Link sat on his cot, his head buried in his hands. In the cell with him—King Dedede. Link mumbled a few words of distress. Both of them were hungry. And Link had to keep Dedede away from him so he wouldn’t suck him up or anything like that. There was a moan from the crowd outside. The battle must be over, Link thought. And somebody must have lost.

    About two minutes later, a small yellow mouse was escorted in by three other guards. Link watched as Pikachu was led into the cell next to Link’s, and he heard the door close with an iron clang. A few moments later, Mario was being dragged in the direction of the torture chamber by two other guards, followed by Cekt-Gamma. Gamma said a few angry words at Mario. Then he spat on him. Gamma then whispered to the guard holding Mario by his collar, and a few words to the other. The alien with Mario disappeared into the corridors.

Cekt Gamma wasn’t a very attractive alien. His face sagged and had about three chins. He looked pretty old—about 75 years old in human years. His head had what looked like liver spots on it. His face was angry and serious. His clothes were very regal. He had on a long purple robe, going with his tan skin.

Gamma walked down a different corridor, probably where he sat and watched the battle. Some kind of booth. While Link was observing Gamma, a guard appeared at the cell with two plates of rice. The guards of Men-Kep were taught English in order to communicate with the inmates. The guard was the same tone as Cekt Gamma. Just like every body else on Men-Kep. And he had on iron armor, and some kind of electric spear.

“Eat up,” The guard said roughly. “You two are up next,” The guard put the two plates of rice through the hole for food. King Dedede eagerly took the rice. But Link was reluctant to take it. Dedede gulped down the food, dumping it all in his mouth at once. Link played with the rice for a while, then ate it.

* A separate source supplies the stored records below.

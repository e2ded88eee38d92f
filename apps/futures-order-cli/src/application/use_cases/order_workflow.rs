//! Order Workflow Use Case
//!
//! Validate → Guard (BUY only) → Build Payload → Dispatch → Normalize.
//! Each submission is a single shot; nothing is retained between calls.

use std::sync::Arc;

use rust_decimal::Decimal;
use serde::Serialize;
use serde_json::{Value, json};

use super::balance_guard::BalanceGuard;
use super::error::OrderWorkflowError;
use crate::application::ports::{
    Endpoint, ExchangeError, ExchangeLogEntry, ExchangeLogPort, ExchangePort, OrderPayload,
};
use crate::domain::account::{BalanceSnapshot, DEFAULT_QUOTE_ASSET};
use crate::domain::order_entry::{OrderParams, OrderRequest, OrderResult, ValidationError};
use crate::domain::shared::Symbol;

/// Receive window sent with every order, in milliseconds.
pub const DEFAULT_RECV_WINDOW_MS: u64 = 5000;

/// Operational settings for the workflow.
#[derive(Debug, Clone, PartialEq, Eq)]
pub struct OrderWorkflowConfig {
    /// Asset the balance guard checks.
    pub quote_asset: String,
    /// Receive window attached to order payloads.
    pub recv_window_ms: u64,
}

impl Default for OrderWorkflowConfig {
    fn default() -> Self {
        Self {
            quote_asset: DEFAULT_QUOTE_ASSET.to_string(),
            recv_window_ms: DEFAULT_RECV_WINDOW_MS,
        }
    }
}

/// Turns raw order parameters into exchange orders.
pub struct OrderWorkflow<E, L>
where
    E: ExchangePort,
    L: ExchangeLogPort,
{
    exchange: Arc<E>,
    log: Arc<L>,
    guard: BalanceGuard,
    recv_window_ms: u64,
}

impl<E, L> OrderWorkflow<E, L>
where
    E: ExchangePort,
    L: ExchangeLogPort,
{
    /// Create a new workflow over an exchange client and an exchange log.
    pub fn new(exchange: Arc<E>, log: Arc<L>, config: OrderWorkflowConfig) -> Self {
        Self {
            exchange,
            log,
            guard: BalanceGuard::new(config.quote_asset),
            recv_window_ms: config.recv_window_ms,
        }
    }

    /// Validate raw parameters into an order request. No network access.
    pub fn build_and_validate(&self, params: &OrderParams) -> Result<OrderRequest, ValidationError> {
        OrderRequest::build(params)
    }

    /// Submit a validated order.
    ///
    /// BUY orders are checked against the quote asset balance first. Exchange
    /// failures are logged and returned unchanged.
    pub async fn submit(&self, request: &OrderRequest) -> Result<OrderResult, OrderWorkflowError> {
        if self.guard.applies_to(request) {
            let snapshot = self.fetch_balances(self.guard.quote_asset()).await?;
            if let Err(e) = self.guard.check(request, &snapshot) {
                tracing::warn!(
                    symbol = %request.symbol(),
                    quantity = %request.quantity(),
                    error = %e,
                    "Order blocked by balance guard"
                );
                return Err(e);
            }
        }

        let payload = OrderPayload::from_request(request, self.recv_window_ms);
        self.log
            .record(ExchangeLogEntry::request(Endpoint::Order, to_body(&payload)));

        let raw = self
            .exchange
            .create_order(payload)
            .await
            .map_err(|e| self.failed(Endpoint::Order, e))?;
        self.log.record(ExchangeLogEntry::response(
            Endpoint::Order,
            Value::Object(raw.clone()),
        ));

        let result = OrderResult::from_raw(&raw);
        tracing::info!(
            order_id = ?result.order_id,
            symbol = %request.symbol(),
            side = %request.side(),
            order_type = %request.order_type(),
            status = ?result.status,
            "Order placed"
        );

        Ok(result)
    }

    /// Validate and submit in one step.
    pub async fn place(&self, params: &OrderParams) -> Result<OrderResult, OrderWorkflowError> {
        let request = self.build_and_validate(params)?;
        self.submit(&request).await
    }

    /// Tradable symbols, in catalog order.
    pub async fn list_symbols(&self) -> Result<Vec<Symbol>, ExchangeError> {
        self.log
            .record(ExchangeLogEntry::request(Endpoint::ExchangeInfo, Value::Null));

        let info = self
            .exchange
            .exchange_info()
            .await
            .map_err(|e| self.failed(Endpoint::ExchangeInfo, e))?;
        let symbols = info.into_symbols();

        self.log.record(ExchangeLogEntry::response(
            Endpoint::ExchangeInfo,
            json!({ "symbols": symbols }),
        ));
        Ok(symbols)
    }

    /// Balance of one asset, zero when the account does not list it.
    pub async fn get_balance(&self, asset: &str) -> Result<Decimal, ExchangeError> {
        let snapshot = self.fetch_balances(asset).await?;
        Ok(snapshot.amount_of(asset))
    }

    async fn fetch_balances(&self, asset: &str) -> Result<BalanceSnapshot, ExchangeError> {
        self.log.record(ExchangeLogEntry::request(
            Endpoint::Balance,
            json!({ "asset": asset }),
        ));

        let balances = self
            .exchange
            .balances()
            .await
            .map_err(|e| self.failed(Endpoint::Balance, e))?;
        let snapshot = BalanceSnapshot::new(balances);

        self.log
            .record(ExchangeLogEntry::response(Endpoint::Balance, to_body(&snapshot)));
        Ok(snapshot)
    }

    fn failed(&self, endpoint: Endpoint, error: ExchangeError) -> ExchangeError {
        self.log.record_failure(endpoint, &error.to_string());
        error
    }
}

/// Log body for `value`. A body that will not serialize is logged as `null`.
fn to_body<T: Serialize>(value: &T) -> Value {
    serde_json::to_value(value).unwrap_or_else(|e| {
        tracing::warn!(error = %e, "Logging unserializable exchange body as null");
        Value::Null
    })
}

“Are we going to try and escape?” Dedede asked. Link closed his eyes and sighed.

“We can’t escape. There are guards everywhere. And even if we do get outside the arena, we have no way to get home.” Link’s voice was deep, and gravely. His voice had changed for the while he’d been here.

“We can. Gamma took Captain Falcon’s Blue Falcon and its somewhere under the arena.” Dedede replied.

“This is true. But we’d have to get extra people to help, and there’s not that many of us to fight all of the guards.”

“There has to be help somewhere out there. I know it. I feel it.”

“There’s not,” Their conversation was interrupted with the noise of the door unlocking. Three guards stood out of the cell, two with handcuffs. The two guards came in and handcuffed both of them. They didn’t fight back. This was all a routine.


The guards led the two fighters out to a dusty arena.  It was styled as Final Destination—flat with no inclinations. Only this one had rocks and dirt. The crowd cheered and roared when the two came out. A guard came over to discuss the rules.

“Okay low lives. Here are the rules. One life. One life only. Whoever falls off first is the loser. Understand?” Link nodded, and so did King Dedede. Link moved to the other side of the arena. Link could see King Dedede’s legs shaking. There was a loud ring from the bell, and then Link ran at King Dedede.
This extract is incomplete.